Staff interactions were kind and caring. However, people were not supported to have maximum choice and control of their lives and staff did not support them in the least restrictive way possible and in their best interests; the policies and systems in the service did not support this practice.
Care plans were not always up to date where changes in people’s care, support and treatment had been made. Where people had known behavioural issues, there was minimal guidance for staff on how to support them at times of agitation and distress. The requirements of the Accessible Information Standards were not being met. There was minimal information available to support the communication needs of people with a disability or sensory loss.
Incidents where people had complained about staff actions or been party to verbal aggression by staff have not been addressed in a timely manner. There was little recognition for people wishes and preferred priorities at the end of their life. No end of life care plans was in place to guide staff on how to provide care to a person who was at the end stages of their life.
Rating at last inspection and update
The last rating for this service was requires improvement (published 10 January 2019) and there was a breach of regulation, good governance. The provider completed an action plan after the last inspection to show what they would do and by when to improve. At this inspection, enough improvement had not been made and the provider was still in breach of the regulations.
The service is rated inadequate. At the last two consecutive inspections, this service has been rated requires improvement.
Why we inspected
The inspection was prompted in part due to concerns received about a lack of safeguards being raised by the service in relation to falls, unexplained bruising, weight loss, poor recording and high use of agency staff. A decision was made for us to inspect and examine those risks.
We have found evidence that the provider needs to make improvements. Please see the safe, effective, caring, responsive and well led sections of this full report.
You can see what action we have asked the provider to take at the end of this full report. For more details, please see the full report which is on the CQC website at www.cqc.org.uk
The provider sent us an updated service improvement plan on 30 October 2019 outlining how they intend to address the concerns we have raised at this inspection. Immediate action had been taken to make the premises safe and protect people at risk of choking.
Enforcement
We have identified breaches in relation to safe care and treatment, safeguarding people from abuse and improper treatment, meeting people’s nutritional needs and good governance.
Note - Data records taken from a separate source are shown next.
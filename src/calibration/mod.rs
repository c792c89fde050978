//! Calibration
//!
//! Probability calibration through isotonic regression and Venn-ABERS predictors.
//!
//! # Submodules
//!
//! * `isotonic`: Weighted isotonic regression by pool adjacent violators.
//! * `venn_abers`: Inductive Venn-ABERS calibration of one scoring model.
//! * `cvap`: Cross Venn-ABERS predictors over several calibration splits.

pub mod cvap;
pub mod isotonic;
pub mod venn_abers;
#[cfg(test)]
mod tests;
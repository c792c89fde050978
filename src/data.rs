//! Data
//!
//! Records, feature vectors and datasets consumed by the samplers and the conformal engines.
//! A [`FeatureVector`] is only ever read through index lookups, so scoring models are free
//! to pick whichever representation suits them.
use crate::errors::ConformalError;
use serde::{Deserialize, Serialize};
use std::collections::{BTreeMap, BTreeSet};

/// Feature values of a single example, either dense or sparse.
///
/// Missing indices of a sparse vector, and indices past the end of a dense vector,
/// read as `0.0`.
#[derive(Debug, Clone, PartialEq, Serialize, Deserialize)]
pub enum FeatureVector {
    /// Every index from `0` to `len - 1` is explicit.
    Dense(Vec<f64>),
    /// Only the stored indices are explicit.
    Sparse(BTreeMap<usize, f64>),
}

impl FeatureVector {
    /// Create a dense vector.
    pub fn dense(values: Vec<f64>) -> Self {
        FeatureVector::Dense(values)
    }

    /// Create a sparse vector from `(index, value)` pairs. Later duplicates win.
    pub fn sparse<I: IntoIterator<Item = (usize, f64)>>(entries: I) -> Self {
        FeatureVector::Sparse(entries.into_iter().collect())
    }

    /// Value stored at `index`.
    pub fn get(&self, index: usize) -> f64 {
        match self {
            FeatureVector::Dense(v) => v.get(index).copied().unwrap_or(0.0),
            FeatureVector::Sparse(m) => m.get(&index).copied().unwrap_or(0.0),
        }
    }

    /// Number of explicit entries.
    pub fn len(&self) -> usize {
        match self {
            FeatureVector::Dense(v) => v.len(),
            FeatureVector::Sparse(m) => m.len(),
        }
    }

    pub fn is_empty(&self) -> bool {
        self.len() == 0
    }

    /// Largest explicit index, if any.
    pub fn max_index(&self) -> Option<usize> {
        match self {
            FeatureVector::Dense(v) => v.len().checked_sub(1),
            FeatureVector::Sparse(m) => m.keys().next_back().copied(),
        }
    }

    /// Iterate over the explicit `(index, value)` entries in ascending index order.
    pub fn iter(&self) -> FeatureIter<'_> {
        match self {
            FeatureVector::Dense(v) => FeatureIter::Dense(v.iter().enumerate()),
            FeatureVector::Sparse(m) => FeatureIter::Sparse(m.iter()),
        }
    }

    /// Copy of this vector with `index` set to `value`.
    ///
    /// Setting an index past the end of a dense vector pads it with zeros.
    pub fn with_value(&self, index: usize, value: f64) -> Self {
        let mut out = self.clone();
        match &mut out {
            FeatureVector::Dense(v) => {
                if index >= v.len() {
                    v.resize(index + 1, 0.0);
                }
                v[index] = value;
            }
            FeatureVector::Sparse(m) => {
                m.insert(index, value);
            }
        }
        out
    }

    /// Squared euclidean distance, treating absent entries as zero.
    pub fn squared_distance(&self, other: &FeatureVector) -> f64 {
        let upper = match (self.max_index(), other.max_index()) {
            (Some(a), Some(b)) => a.max(b) + 1,
            (Some(a), None) | (None, Some(a)) => a + 1,
            (None, None) => return 0.0,
        };
        match (self, other) {
            (FeatureVector::Dense(_), FeatureVector::Dense(_)) => (0..upper)
                .map(|i| {
                    let d = self.get(i) - other.get(i);
                    d * d
                })
                .sum(),
            _ => {
                let indices: BTreeSet<usize> = self.iter().chain(other.iter()).map(|(i, _)| i).collect();
                indices
                    .into_iter()
                    .map(|i| {
                        let d = self.get(i) - other.get(i);
                        d * d
                    })
                    .sum()
            }
        }
    }
}

/// Iterator over the explicit entries of a [`FeatureVector`].
pub enum FeatureIter<'a> {
    Dense(std::iter::Enumerate<std::slice::Iter<'a, f64>>),
    Sparse(std::collections::btree_map::Iter<'a, usize, f64>),
}

impl<'a> Iterator for FeatureIter<'a> {
    type Item = (usize, f64);

    fn next(&mut self) -> Option<Self::Item> {
        match self {
            FeatureIter::Dense(it) => it.next().map(|(i, v)| (i, *v)),
            FeatureIter::Sparse(it) => it.next().map(|(i, v)| (*i, *v)),
        }
    }
}

/// A labelled example.
#[derive(Debug, Clone, PartialEq, Serialize, Deserialize)]
pub struct DataRecord {
    pub label: f64,
    pub features: FeatureVector,
}

impl DataRecord {
    pub fn new(label: f64, features: FeatureVector) -> Self {
        DataRecord { label, features }
    }
}

/// Convert a record label into a class label.
pub fn class_label(label: f64) -> Result<i32, ConformalError> {
    if !label.is_finite() || label.fract() != 0.0 || label < i32::MIN as f64 || label > i32::MAX as f64 {
        return Err(ConformalError::DataValidation(format!(
            "label {} is not an integral class label",
            label
        )));
    }
    Ok(label as i32)
}

/// Records available for training, split in three groups.
///
/// `records` are assigned to proper-training or calibration by the sampling strategy,
/// `calibration_exclusive` always end up in the calibration set and
/// `training_exclusive` always end up in the proper-training set.
#[derive(Debug, Clone, Default, Serialize, Deserialize)]
pub struct Dataset {
    pub records: Vec<DataRecord>,
    pub calibration_exclusive: Vec<DataRecord>,
    pub training_exclusive: Vec<DataRecord>,
}

impl Dataset {
    pub fn new(records: Vec<DataRecord>) -> Self {
        Dataset {
            records,
            calibration_exclusive: Vec::new(),
            training_exclusive: Vec::new(),
        }
    }

    /// Set the records that may only be used for calibration.
    pub fn set_calibration_exclusive(mut self, records: Vec<DataRecord>) -> Self {
        self.calibration_exclusive = records;
        self
    }

    /// Set the records that may only be used for proper training.
    pub fn set_training_exclusive(mut self, records: Vec<DataRecord>) -> Self {
        self.training_exclusive = records;
        self
    }

    /// Total number of records over all three groups.
    pub fn len(&self) -> usize {
        self.records.len() + self.calibration_exclusive.len() + self.training_exclusive.len()
    }

    pub fn is_empty(&self) -> bool {
        self.len() == 0
    }

    /// Iterate over every record, regardless of group.
    pub fn all_records(&self) -> impl Iterator<Item = &DataRecord> {
        self.records
            .iter()
            .chain(self.calibration_exclusive.iter())
            .chain(self.training_exclusive.iter())
    }

    /// Sorted set of class labels.
    pub fn class_labels(&self) -> Result<BTreeSet<i32>, ConformalError> {
        self.all_records().map(|r| class_label(r.label)).collect()
    }

    /// Smallest and largest label, used to cap regression intervals.
    pub fn label_range(&self) -> Option<(f64, f64)> {
        self.all_records().fold(None, |acc, r| match acc {
            None => Some((r.label, r.label)),
            Some((lo, hi)) => Some((lo.min(r.label), hi.max(r.label))),
        })
    }

    /// Fail when the dataset is empty or carries non-finite labels.
    pub fn validate(&self) -> Result<(), ConformalError> {
        if self.is_empty() {
            return Err(ConformalError::EmptyDataset);
        }
        if let Some(r) = self.all_records().find(|r| !r.label.is_finite()) {
            return Err(ConformalError::DataValidation(format!("non-finite label {}", r.label)));
        }
        Ok(())
    }
}

/// Load a CSV fixture with a header row; `target` names the label column and every
/// other column becomes a dense feature.
#[cfg(test)]
pub(crate) fn read_csv_dataset(path: &str, target: &str) -> Dataset {
    let mut reader = csv::ReaderBuilder::new()
        .has_headers(true)
        .from_path(path)
        .expect("Failed to open file");
    let headers = reader.headers().expect("Missing header").clone();
    let target_index = headers.iter().position(|h| h == target).expect("Target not found");
    let records = reader
        .records()
        .map(|row| {
            let row = row.expect("CSV record error");
            let values: Vec<f64> = row.iter().map(|v| v.parse::<f64>().expect("Invalid number")).collect();
            let features = values
                .iter()
                .enumerate()
                .filter(|(i, _)| *i != target_index)
                .map(|(_, v)| *v)
                .collect();
            DataRecord::new(values[target_index], FeatureVector::dense(features))
        })
        .collect();
    Dataset::new(records)
}
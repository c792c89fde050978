use crate::conformal::regression::{CPRegressionPrediction, PredictedInterval};
use crate::errors::ConformalError;
use crate::metrics::evaluation::EvaluationMetric;
use crate::utils::{median, validate_confidence};

fn interval_at(prediction: &CPRegressionPrediction, confidence: f64) -> Result<PredictedInterval, ConformalError> {
    prediction.at_confidence(confidence).copied().ok_or_else(|| {
        ConformalError::InvalidParameter(
            "prediction".to_string(),
            format!("an interval at confidence {}", confidence),
            "no such interval".to_string(),
        )
    })
}

/// Fraction of observations falling inside the interval at a confidence level.
#[derive(Debug, Clone)]
pub struct Coverage {
    confidence: f64,
    covered: usize,
    total: usize,
}

impl Coverage {
    pub fn new(confidence: f64) -> Result<Self, ConformalError> {
        validate_confidence(confidence)?;
        Ok(Coverage {
            confidence,
            covered: 0,
            total: 0,
        })
    }
}

impl EvaluationMetric<CPRegressionPrediction> for Coverage {
    fn add_prediction(&mut self, observed: f64, prediction: &CPRegressionPrediction) -> Result<(), ConformalError> {
        let (lo, hi) = interval_at(prediction, self.confidence)?.interval();
        if lo <= observed && observed <= hi {
            self.covered += 1;
        }
        self.total += 1;
        Ok(())
    }

    fn value(&self) -> Option<f64> {
        (self.total > 0).then(|| self.covered as f64 / self.total as f64)
    }

    fn num_observations(&self) -> usize {
        self.total
    }

    fn clear(&mut self) {
        self.covered = 0;
        self.total = 0;
    }

    fn name(&self) -> String {
        format!("Coverage@{}", self.confidence)
    }

    fn maximize(&self) -> bool {
        true
    }
}

/// Median full width of the intervals at a confidence level.
#[derive(Debug, Clone)]
pub struct MedianWidth {
    confidence: f64,
    widths: Vec<f64>,
}

impl MedianWidth {
    pub fn new(confidence: f64) -> Result<Self, ConformalError> {
        validate_confidence(confidence)?;
        Ok(MedianWidth {
            confidence,
            widths: Vec::new(),
        })
    }
}

impl EvaluationMetric<CPRegressionPrediction> for MedianWidth {
    fn add_prediction(&mut self, _observed: f64, prediction: &CPRegressionPrediction) -> Result<(), ConformalError> {
        self.widths
            .push(2.0 * interval_at(prediction, self.confidence)?.half_width);
        Ok(())
    }

    fn value(&self) -> Option<f64> {
        median(&self.widths)
    }

    fn num_observations(&self) -> usize {
        self.widths.len()
    }

    fn clear(&mut self) {
        self.widths.clear();
    }

    fn name(&self) -> String {
        format!("MedianWidth@{}", self.confidence)
    }

    fn maximize(&self) -> bool {
        false
    }
}

/// Root mean squared error of the interval midpoints.
#[derive(Debug, Clone, Default)]
pub struct RootMeanSquaredError {
    squared: f64,
    total: usize,
}

impl RootMeanSquaredError {
    pub fn new() -> Self {
        Self::default()
    }
}

impl EvaluationMetric<CPRegressionPrediction> for RootMeanSquaredError {
    fn add_prediction(&mut self, observed: f64, prediction: &CPRegressionPrediction) -> Result<(), ConformalError> {
        self.squared += (observed - prediction.y_hat).powi(2);
        self.total += 1;
        Ok(())
    }

    fn value(&self) -> Option<f64> {
        (self.total > 0).then(|| (self.squared / self.total as f64).sqrt())
    }

    fn num_observations(&self) -> usize {
        self.total
    }

    fn clear(&mut self) {
        self.squared = 0.0;
        self.total = 0;
    }

    fn name(&self) -> String {
        "RootMeanSquaredError".to_string()
    }

    fn maximize(&self) -> bool {
        false
    }
}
Full information about CQC’s regulatory response to the more serious concerns found during our inspections is added to reports after any representations and appeals have been concluded.
Follow up
We will request an action plan for the provider to understand what they will do to improve the standards of quality and safety. We will work alongside the provider and local authority to monitor progress. We will return to visit as per our re-inspection programme. If we receive any concerning information we may inspect sooner.
Special Measures
The overall rating for this service is ‘Inadequate’ and the service is therefore in ‘special measures’. This means we will keep the service under review and, if we do not propose to cancel the provider’s registration, we will re-inspect within 6 months to check for significant improvements. If the provider has not made enough improvement within this timeframe, and there is still a rating of inadequate for any key question or overall rating, we will take action in line with our enforcement procedures. This will mean we will begin the process of preventing the provider from operating this service. This will usually lead to cancellation of their registration or to varying the conditions the registration. For adult social care services, the maximum time for being in special measures will usually be no more than 12 months. If the service has demonstrated improvements when we inspect it. And it is no longer rated as inadequate for any of the five key questions, it will no longer be in special measures.